S. eubayanus and S. uvarum phylogenetic trees are shown in A) and B), respectively. Color bars represent populations for each species, and are colored according to the colors used in the previous S. eubayanus phylogenetic tree figures. Demographically similar populations of S. uvarum use the analogous colors from S. eubayanus. The multi-locus S. eubayanus phylogenetic tree is from Fig 1B, while the S. uvarum phylogenetic tree is reconstructed from Almeida et al. [23] after correcting branch lengths for the presence of invariant sites. Phylogenetic trees were rooted using S. uvarum (CBS7001) or S. eubayanus (FM1318) as the outgroup in A) and B), respectively. The scale bar represents the number of substitutions per site.

(TIF)

S11 Fig. Time-calibrated phylogenetic tree.

Blue, red, and brown bars indicate the population designation for Patagonia B-Holarctic, Patagonia A, and West China, respectively. The scale bar represents divergence time in thousands of years (kya).

(TIF)

S12 Fig. The recombinant TTH27L.1 MLS1 gene sequence is likely an artifact.

The TTH27L.1 MLS1 sequence reported in GenBank appeared to be a recombinant version between S. eubayanus West China and S. uvarum. Black and gray colors represent polymorphisms from S. uvarum and S. eubayanus West China, respectively. The phylogenetic trees in S2 Fig of Bing et al. [21] suggested that the TTH27L.1 and PYCC 6148T (= CRUB 1568T) MLS1 sequences were not recombinant; however, the sequences deposited in GenBank (KF892364 and KF892348, respectively) appeared to be recombinant. Our copy of the strain PYCC 6148T did not possess a recombinant MLS1, but we could not check the strain TTH27L.1 because it is not available for study.
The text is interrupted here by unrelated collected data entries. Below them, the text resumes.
use crate::{Error, Result};

const ALLOWED_PREFIXES: &[&str] = &["MATCH", "OPTIONAL MATCH", "WITH", "RETURN", "CALL"];

const DENIED_TOKENS: &[&str] = &[
    "CREATE", "MERGE", "SET", "DELETE", "DETACH", "REMOVE", "DROP", "ALTER",
];

/// Validate that a raw graph query is read-only.
///
/// The query must start with an allow-listed read verb and contain no
/// write token anywhere. Matching is case-insensitive and word-bounded,
/// so a property named `offset` does not trip on `SET`.
pub fn validate_read_query(query: &str) -> Result<()> {
    let upper = query.trim().to_uppercase();

    if upper.is_empty() {
        return Err(Error::Validation("Query is empty".to_string()));
    }

    let starts_allowed = ALLOWED_PREFIXES.iter().any(|prefix| {
        upper.starts_with(prefix)
            && upper[prefix.len()..]
                .chars()
                .next()
                .map_or(true, |c| !is_word_char(c))
    });
    if !starts_allowed {
        return Err(Error::Validation(format!(
            "Query must start with one of {}",
            ALLOWED_PREFIXES.join(", ")
        )));
    }

    for token in tokenize(&upper) {
        if DENIED_TOKENS.contains(&token) {
            return Err(Error::Validation(
                "Write operations are not allowed".to_string(),
            ));
        }
    }

    Ok(())
}

fn is_word_char(c: char) -> bool {
    c.is_ascii_alphanumeric() || c == '_'
}

fn tokenize(query: &str) -> impl Iterator<Item = &str> {
    query.split(|c: char| !is_word_char(c)).filter(|t| !t.is_empty())
}

#[cfg(test)]
mod tests {
    use super::*;

    #[test]
    fn test_read_queries_pass() {
        assert!(validate_read_query("MATCH (n) RETURN n LIMIT 10").is_ok());
        assert!(validate_read_query("OPTIONAL MATCH (n:Turn) RETURN n").is_ok());
        assert!(validate_read_query("WITH 1 AS x RETURN x").is_ok());
        assert!(validate_read_query("CALL db.labels()").is_ok());
        assert!(validate_read_query("  match (n) return n  ").is_ok());
    }

    #[test]
    fn test_write_prefix_rejected() {
        let err = validate_read_query("CREATE (n:X)").unwrap_err();
        assert!(err.to_string().contains("Query must start with one of"));
    }

    #[test]
    fn test_embedded_write_token_rejected() {
        let err = validate_read_query("MATCH (n) SET n.p = 1").unwrap_err();
        assert!(err.to_string().contains("Write operations are not allowed"));

        assert!(validate_read_query("MATCH (n) DETACH DELETE n").is_err());
        assert!(validate_read_query("match (n) delete n").is_err());
        assert!(validate_read_query("MATCH (n) REMOVE n.p RETURN n").is_err());
    }

    #[test]
    fn test_word_boundaries_respected() {
        // SETTING / offset contain write tokens as substrings only
        assert!(validate_read_query("MATCH (n) WHERE n.setting = 1 RETURN n").is_ok());
        assert!(validate_read_query("MATCH (n) RETURN n.offset").is_ok());
        assert!(validate_read_query("MATCH (n) RETURN n.created_at").is_ok());
    }

    #[test]
    fn test_empty_query_rejected() {
        assert!(validate_read_query("").is_err());
        assert!(validate_read_query("   ").is_err());
    }

    #[test]
    fn test_prefix_must_be_word_bounded() {
        // "MATCHER ..." must not pass as MATCH
        assert!(validate_read_query("MATCHER (n) RETURN n").is_err());
    }
}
We noted that the apparent recombination point for both strains is at the junction of the promoter and coding sequence, so we suspect that errors were introduced in silico while the sequences were uploaded to GenBank or when multiple Sanger sequencing reads were assembled. Absent further direct verification of TTH27L.1 MLS1, we suggest that the apparent recombination is likely an artifact.

(DOCX)

Data Availability Statement

Partial gene and intergenic sequences are deposited in GenBank under accession numbers KR871406-KR871626. Whole genome sequences were deposited in SRA database, accession number SRP064616.